//! # Tilecover
//!
//! Computes which slippy-map tiles cover a projected viewport.
//!
//! Given a Web Mercator projection state (translation, scale factor, pixel
//! dimensions), a [`Tiler`] snaps the fractional zoom implied by the scale to
//! an integer level, enumerates the tile grid covering the viewport plus an
//! optional margin, and reports each tile's pixel extent, geographic extent
//! and visibility. The crate only decides *which* tiles and *where* they sit;
//! fetching, caching and rendering are left to the caller.

pub mod core;
pub mod data;
pub mod tiler;

// Re-export public API
pub use crate::core::{
    extent::Extent,
    geo::{LatLng, Point, TileCoord},
    projection::{scale_to_zoom, zoom_to_scale, Projection},
};

pub use data::geojson::{debug_geojson, Feature, FeatureCollection, Geometry};

pub use tiler::{Tile, TileGrid, Tiler};

/// Result type used throughout the library
pub type Result<T> = std::result::Result<T, TileError>;

/// Common error types
#[derive(Debug, thiserror::Error)]
pub enum TileError {
    #[error("Serialization error: {0}")]
    Serialization(#[from] serde_json::Error),

    #[error("Invalid tile id: {0}")]
    InvalidTileId(String),
}

/// Error type alias for convenience
pub type Error = TileError;
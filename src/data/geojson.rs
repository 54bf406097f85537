//! Debug GeoJSON export for tile grids.
//!
//! Reshapes a [`TileGrid`] into a FeatureCollection with one polygon per
//! tile, handy for eyeballing coverage in any GeoJSON viewer.

use crate::tiler::TileGrid;
use serde::{Deserialize, Serialize};
use std::collections::HashMap;

/// GeoJSON geometry emitted by the debug export
#[derive(Debug, Clone, PartialEq, Serialize, Deserialize)]
#[serde(tag = "type")]
pub enum Geometry {
    Polygon { coordinates: Vec<Vec<[f64; 2]>> },
}

/// GeoJSON feature with geometry and properties
#[derive(Debug, Clone, PartialEq, Serialize, Deserialize)]
#[serde(tag = "type")]
pub struct Feature {
    pub geometry: Geometry,
    pub properties: HashMap<String, serde_json::Value>,
}

/// Root GeoJSON document
#[derive(Debug, Clone, PartialEq, Serialize, Deserialize)]
#[serde(tag = "type")]
pub struct FeatureCollection {
    pub features: Vec<Feature>,
}

impl FeatureCollection {
    /// Serializes the document to a JSON string
    pub fn to_json_string(&self) -> crate::Result<String> {
        Ok(serde_json::to_string(self)?)
    }
}

/// Builds a FeatureCollection outlining every tile in the grid
///
/// Each feature carries the tile's geographic extent as a closed polygon
/// ring and its id under both the `id` and `name` properties.
pub fn debug_geojson(grid: &TileGrid) -> FeatureCollection {
    let features = grid
        .iter()
        .map(|tile| {
            let ring: Vec<[f64; 2]> = tile
                .wgs84_extent
                .polygon()
                .iter()
                .map(|p| [p.x, p.y])
                .collect();

            let id = serde_json::Value::String(tile.id.clone());
            let mut properties = HashMap::new();
            properties.insert("id".to_string(), id.clone());
            properties.insert("name".to_string(), id);

            Feature {
                geometry: Geometry::Polygon {
                    coordinates: vec![ring],
                },
                properties,
            }
        })
        .collect();

    FeatureCollection { features }
}

#[cfg(test)]
mod tests {
    use super::*;
    use crate::core::geo::{LatLng, Point};
    use crate::core::projection::Projection;
    use crate::tiler::Tiler;

    fn world_grid() -> TileGrid {
        let proj = Projection::for_viewport(
            &LatLng::default(),
            1.0,
            Point::new(512.0, 512.0),
            256.0,
        );
        Tiler::new().cover(&proj)
    }

    #[test]
    fn test_one_feature_per_tile() {
        let grid = world_grid();
        let doc = debug_geojson(&grid);
        assert_eq!(doc.features.len(), grid.len());
    }

    #[test]
    fn test_feature_properties_carry_tile_id() {
        let doc = debug_geojson(&world_grid());

        for feature in &doc.features {
            let id = feature.properties.get("id").unwrap();
            let name = feature.properties.get("name").unwrap();
            assert_eq!(id, name);
            assert!(id.as_str().unwrap().ends_with(",1"));
        }
    }

    #[test]
    fn test_rings_are_closed() {
        let doc = debug_geojson(&world_grid());

        for feature in &doc.features {
            let Geometry::Polygon { coordinates } = &feature.geometry;
            let ring = &coordinates[0];
            assert_eq!(ring.len(), 5);
            assert_eq!(ring.first(), ring.last());
        }
    }

    #[test]
    fn test_document_shape() {
        let doc = debug_geojson(&world_grid());
        let json: serde_json::Value =
            serde_json::from_str(&doc.to_json_string().unwrap()).unwrap();

        assert_eq!(json["type"], "FeatureCollection");
        assert_eq!(json["features"][0]["type"], "Feature");
        assert_eq!(json["features"][0]["geometry"]["type"], "Polygon");
    }

    #[test]
    fn test_empty_grid_exports_empty_collection() {
        let doc = debug_geojson(&TileGrid::default());
        assert!(doc.features.is_empty());
        let json = doc.to_json_string().unwrap();
        assert!(json.contains("\"features\":[]"));
    }
}
//! Identifier types for conversations and chat messages.
//!
//! Both identifiers are UUID newtypes with a shared API generated by
//! `define_uuid_id!`. They serialize transparently, so the wire format is a
//! plain UUID string.
//!
//! ## Cargo features used by this module
//! - `uuid_v7`: message identifiers become `UUIDv7` (time ordered).

use std::fmt;
use std::str::FromStr;

use serde::{Deserialize, Serialize};
use uuid::Uuid;

/// Generate an ID with good insert locality when `uuid_v7` is enabled.
#[inline]
#[must_use]
fn uuid_time_ordered() -> Uuid {
    #[cfg(feature = "uuid_v7")]
    {
        Uuid::now_v7()
    }
    #[cfg(not(feature = "uuid_v7"))]
    {
        Uuid::new_v4()
    }
}

/// Generate a random UUID (v4).
#[inline]
#[must_use]
fn uuid_random() -> Uuid {
    Uuid::new_v4()
}

/// Declare a UUID newtype with a consistent API.
macro_rules! define_uuid_id {
    (
        $(#[$meta:meta])*
        $name:ident,
        generator = $gen:ident
    ) => {
        $(#[$meta])*
        #[derive(Debug, Clone, Copy, PartialEq, Eq, PartialOrd, Ord, Hash, Serialize, Deserialize)]
        #[repr(transparent)]
        #[serde(transparent)]
        pub struct $name(pub Uuid);

        impl Default for $name {
            #[inline]
            fn default() -> Self {
                Self::new()
            }
        }

        impl $name {
            /// Create a new identifier.
            #[inline]
            #[must_use]
            pub fn new() -> Self {
                Self($gen())
            }

            /// Wrap an existing UUID.
            #[inline]
            #[must_use]
            pub const fn from_uuid(uuid: Uuid) -> Self {
                Self(uuid)
            }

            /// Borrow the underlying UUID.
            #[inline]
            #[must_use]
            pub const fn as_uuid(&self) -> &Uuid {
                &self.0
            }
        }

        impl fmt::Display for $name {
            fn fmt(&self, f: &mut fmt::Formatter<'_>) -> fmt::Result {
                write!(f, "{}", self.0)
            }
        }

        impl From<Uuid> for $name {
            #[inline]
            fn from(value: Uuid) -> Self {
                Self(value)
            }
        }

        impl From<$name> for Uuid {
            #[inline]
            fn from(value: $name) -> Self {
                value.0
            }
        }

        impl FromStr for $name {
            type Err = uuid::Error;

            #[inline]
            fn from_str(s: &str) -> Result<Self, Self::Err> {
                Ok(Self(Uuid::parse_str(s)?))
            }
        }
    };
}

define_uuid_id!(
    /// Identifier of a conversation.
    ///
    /// Random (v4): it is handed to clients and must not leak creation time.
    ConversationId,
    generator = uuid_random
);

define_uuid_id!(
    /// Identifier of a single chat message.
    MessageId,
    generator = uuid_time_ordered
);

#[cfg(test)]
mod tests {
    use super::*;

    #[test]
    fn test_conversation_id_roundtrips_through_display() {
        let id = ConversationId::new();
        let parsed: ConversationId = id.to_string().parse().unwrap();
        assert_eq!(id, parsed);
    }

    #[test]
    fn test_invalid_id_is_rejected() {
        assert!("not-a-uuid".parse::<ConversationId>().is_err());
    }

    #[test]
    fn test_ids_serialize_as_plain_strings() {
        let uuid = Uuid::new_v4();
        let id = MessageId::from_uuid(uuid);
        let json = serde_json::to_string(&id).unwrap();
        assert_eq!(json, format!("\"{uuid}\""));
    }

    #[test]
    fn test_generated_ids_are_unique() {
        assert_ne!(ConversationId::new(), ConversationId::new());
        assert_ne!(MessageId::new(), MessageId::new());
    }
}
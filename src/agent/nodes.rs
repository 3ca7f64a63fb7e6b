//! Graph nodes: the live counselor stages and the canned reply node.

use std::sync::Arc;
use std::time::Duration;

use tracing::debug;

use crate::agent::completer::TextCompleter;
use crate::agent::graph::{Node, PipelineFuture};
use crate::agent::mock::MockResponder;
use crate::agent::prompts::{counselor_instruction, response_generation_instruction};
use crate::agent::state::{CounselorRole, NodeId, PipelineState};
use crate::core::errors::{GenerationError, GenerationResult};

/// Call the completer under a timeout and reject blank output.
async fn generate(
    completer: &dyn TextCompleter,
    timeout: Duration,
    instruction: String,
    user_message: String,
) -> GenerationResult<String> {
    let text = tokio::time::timeout(timeout, completer.complete(instruction, user_message))
        .await
        .map_err(|_| GenerationError::Timeout(timeout))??;

    if text.trim().is_empty() {
        return Err(GenerationError::EmptyResponse);
    }
    Ok(text)
}

/// Counselor stage.
///
/// Without a handoff it answers the user directly. With one, its output is
/// kept as advice for the next node.
pub struct CounselorNode {
    completer: Arc<dyn TextCompleter>,
    timeout: Duration,
    handoff: Option<NodeId>,
}

impl CounselorNode {
    /// Create the node.
    #[must_use]
    pub fn new(completer: Arc<dyn TextCompleter>, timeout: Duration, handoff: Option<NodeId>) -> Self {
        Self {
            completer,
            timeout,
            handoff,
        }
    }
}

impl Node for CounselorNode {
    fn id(&self) -> NodeId {
        NodeId::CareerCounselor
    }

    fn invoke(&self, mut state: PipelineState) -> PipelineFuture<'_, GenerationResult<PipelineState>> {
        Box::pin(async move {
            let role = CounselorRole::from_context(&state.context);
            let user_message = state.last_user_message().to_string();
            let instruction = counselor_instruction(role, &user_message);

            let reply = generate(self.completer.as_ref(), self.timeout, instruction, user_message).await?;

            match self.handoff {
                Some(next) => {
                    debug!("Counselor handing advice to {}", next.as_str());
                    state.it_consultation = role == CounselorRole::ItSpecialist;
                    state.advice = Some(reply);
                    state.next = Some(next);
                }
                None => state.finish_with_reply(reply),
            }
            Ok(state)
        })
    }
}

/// Final stage of the two-stage graph, folding the counselor advice into one answer.
pub struct ResponseGenerationNode {
    completer: Arc<dyn TextCompleter>,
    timeout: Duration,
}

impl ResponseGenerationNode {
    /// Create the node.
    #[must_use]
    pub fn new(completer: Arc<dyn TextCompleter>, timeout: Duration) -> Self {
        Self { completer, timeout }
    }
}

impl Node for ResponseGenerationNode {
    fn id(&self) -> NodeId {
        NodeId::ResponseGeneration
    }

    fn invoke(&self, mut state: PipelineState) -> PipelineFuture<'_, GenerationResult<PipelineState>> {
        Box::pin(async move {
            let user_message = state.last_user_message().to_string();
            let instruction = response_generation_instruction(
                &user_message,
                state.it_consultation,
                state.advice.as_deref().unwrap_or_default(),
            );

            let reply = generate(self.completer.as_ref(), self.timeout, instruction, user_message).await?;
            state.finish_with_reply(reply);
            Ok(state)
        })
    }
}

/// Canned reply node; ignores its input.
pub struct MockNode {
    responder: MockResponder,
}

impl MockNode {
    /// Create the node.
    #[must_use]
    pub const fn new(responder: MockResponder) -> Self {
        Self { responder }
    }
}

impl Node for MockNode {
    fn id(&self) -> NodeId {
        NodeId::MockAgent
    }

    fn invoke(&self, mut state: PipelineState) -> PipelineFuture<'_, GenerationResult<PipelineState>> {
        let reply = self.responder.pick().to_string();
        Box::pin(async move {
            state.finish_with_reply(reply);
            Ok(state)
        })
    }
}
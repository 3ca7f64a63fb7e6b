//! HTTP route handlers for the career agent API.

use std::sync::Arc;

use axum::extract::{Path, State};
use axum::http::StatusCode;
use axum::response::IntoResponse;
use axum::routing::{get, post};
use axum::{Json, Router};
use serde::{Deserialize, Serialize};

use crate::agent::Context;
use crate::conversation::{ChatMessage, Conversation};
use crate::core::ids::ConversationId;

use super::state::AppState;

/// Prefix of the versioned API.
pub const API_V1_PREFIX: &str = "/api/v1";

/// Error body returned with non-success statuses.
#[derive(Debug, Serialize, Deserialize)]
pub struct ErrorDetail {
    /// Human readable description.
    pub detail: String,
}

type ApiError = (StatusCode, Json<ErrorDetail>);

fn not_found(id: ConversationId) -> ApiError {
    (
        StatusCode::NOT_FOUND,
        Json(ErrorDetail {
            detail: format!("conversation {id} not found"),
        }),
    )
}

/// Create the API router with all routes.
#[must_use]
pub fn create_router(state: Arc<AppState>) -> Router {
    Router::new()
        .route("/", get(root))
        .route("/health", get(health_check))
        .nest(API_V1_PREFIX, api_router())
        .with_state(state)
}

fn api_router() -> Router<Arc<AppState>> {
    Router::new()
        .route("/health", get(health_check))
        .route("/chat", post(chat))
        .route("/send", post(chat))
        .route(
            "/conversations",
            get(list_conversations).post(create_conversation),
        )
        .route("/conversations/{conversation_id}", get(get_conversation))
        .route(
            "/conversations/{conversation_id}/messages",
            get(get_conversation_messages),
        )
}

/// Welcome endpoint.
async fn root() -> impl IntoResponse {
    Json(serde_json::json!({
        "message": format!("Welcome to the career agent API. Endpoints live under {API_V1_PREFIX}")
    }))
}

/// Health check endpoint.
async fn health_check(State(state): State<Arc<AppState>>) -> impl IntoResponse {
    Json(serde_json::json!({
        "status": "ok",
        "service": "career-agent",
        "version": env!("CARGO_PKG_VERSION"),
        "pipeline": state.orchestrator.pipeline_mode().as_str(),
        "model": state.model_name,
        "conversations": state.orchestrator.conversation_count(),
    }))
}

/// Chat request.
#[derive(Debug, Deserialize)]
pub struct ChatRequest {
    /// The user's message.
    pub message: String,
    /// Conversation to continue; a new one is created when absent.
    pub conversation_id: Option<ConversationId>,
    /// Free-form context, e.g. `selected_role`.
    pub metadata: Option<Context>,
}

/// Chat response.
#[derive(Debug, Serialize, Deserialize)]
pub struct ChatResponse {
    /// The assistant's reply.
    pub message: String,
    /// Conversation the reply belongs to.
    pub conversation_id: ConversationId,
    /// Full history after this request.
    pub messages: Vec<ChatMessage>,
    /// Context passed to the agent graph.
    pub metadata: Option<Context>,
}

/// Handle chat requests.
async fn chat(
    State(state): State<Arc<AppState>>,
    Json(request): Json<ChatRequest>,
) -> Json<ChatResponse> {
    let outcome = state
        .orchestrator
        .handle_request(&request.message, request.conversation_id, request.metadata)
        .await;

    if let Some(error) = &outcome.error {
        tracing::debug!("Chat request for {} ended with: {error}", outcome.conversation_id);
    }

    let messages = state
        .orchestrator
        .conversation(outcome.conversation_id)
        .map(|c| c.messages)
        .unwrap_or_default();

    Json(ChatResponse {
        message: outcome.message,
        conversation_id: outcome.conversation_id,
        messages,
        metadata: outcome.metadata,
    })
}

/// Create an empty conversation.
async fn create_conversation(
    State(state): State<Arc<AppState>>,
) -> (StatusCode, Json<Conversation>) {
    (
        StatusCode::CREATED,
        Json(state.orchestrator.create_conversation()),
    )
}

/// List conversation identifiers.
async fn list_conversations(State(state): State<Arc<AppState>>) -> Json<Vec<ConversationId>> {
    Json(state.orchestrator.conversation_ids())
}

/// Fetch one conversation.
async fn get_conversation(
    State(state): State<Arc<AppState>>,
    Path(conversation_id): Path<ConversationId>,
) -> Result<Json<Conversation>, ApiError> {
    state
        .orchestrator
        .conversation(conversation_id)
        .map(Json)
        .ok_or_else(|| not_found(conversation_id))
}

/// Fetch the messages of one conversation.
async fn get_conversation_messages(
    State(state): State<Arc<AppState>>,
    Path(conversation_id): Path<ConversationId>,
) -> Result<Json<Vec<ChatMessage>>, ApiError> {
    state
        .orchestrator
        .conversation(conversation_id)
        .map(|c| Json(c.messages))
        .ok_or_else(|| not_found(conversation_id))
}
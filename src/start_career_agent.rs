//! Startup helpers for the career agent server.

use std::process::ExitCode;
use std::sync::Arc;

use crate::core::config::Settings;
use crate::server::{self, AppState};

/// Run the server until Ctrl+C.
///
/// # Returns
/// `ExitCode::SUCCESS` on graceful shutdown, `1` on failure.
#[must_use]
pub fn run() -> ExitCode {
    init_tracing();
    tracing::info!("Starting career agent v{}", env!("CARGO_PKG_VERSION"));

    let Some(settings) = load_settings() else {
        return ExitCode::from(1);
    };
    let Some(rt) = build_runtime() else {
        return ExitCode::from(1);
    };

    if let Err(e) = rt.block_on(serve(settings)) {
        tracing::error!("Server error: {e}");
        return ExitCode::from(1);
    }

    tracing::info!("Career agent stopped");
    ExitCode::SUCCESS
}

fn load_settings() -> Option<Settings> {
    Settings::from_env()
        .map_err(|e| tracing::error!("Invalid configuration: {e}"))
        .ok()
}

fn build_runtime() -> Option<tokio::runtime::Runtime> {
    tokio::runtime::Runtime::new()
        .map_err(|e| tracing::error!("Failed to create runtime: {e}"))
        .ok()
}

async fn serve(settings: Settings) -> Result<(), Box<dyn std::error::Error + Send + Sync>> {
    let state = initialize(&settings);
    server::run_server_with_shutdown(state, settings.server.port, shutdown_signal()).await
}

/// Initialize application state without starting the server.
#[must_use]
pub fn initialize(settings: &Settings) -> Arc<AppState> {
    let state = AppState::new(settings);
    tracing::info!(
        "Agent pipeline: {} (model {})",
        state.orchestrator.pipeline_mode(),
        state.model_name
    );
    state
}

fn init_tracing() {
    let _ = tracing_subscriber::fmt()
        .with_env_filter(
            tracing_subscriber::EnvFilter::from_default_env()
                .add_directive(tracing::Level::INFO.into()),
        )
        .try_init();
}

async fn shutdown_signal() {
    if let Err(e) = tokio::signal::ctrl_c().await {
        tracing::error!("Failed to listen for Ctrl+C: {e}");
        std::future::pending::<()>().await;
    }
    tracing::info!("Shutdown requested");
}

#[cfg(test)]
mod tests {
    use super::*;
    use crate::agent::PipelineMode;

    #[test]
    fn test_initialize_without_credential_serves_mock_replies() {
        let settings = Settings::from_lookup(|_| None).unwrap();
        let state = initialize(&settings);
        assert_eq!(state.orchestrator.pipeline_mode(), PipelineMode::Mock);
        assert_eq!(state.model_name, "gpt-4o");
        assert_eq!(state.orchestrator.conversation_count(), 0);
    }
}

■ Action item
Look through the entries, and return every line that the word "TextCompleter" appears in.

■ Solution for this task
use crate::agent::completer::TextCompleter;
    completer: &dyn TextCompleter,
    completer: Arc<dyn TextCompleter>,
    pub fn new(completer: Arc<dyn TextCompleter>, timeout: Duration, handoff: Option<NodeId>) -> Self {
    completer: Arc<dyn TextCompleter>,
    pub fn new(completer: Arc<dyn TextCompleter>, timeout: Duration) -> Self {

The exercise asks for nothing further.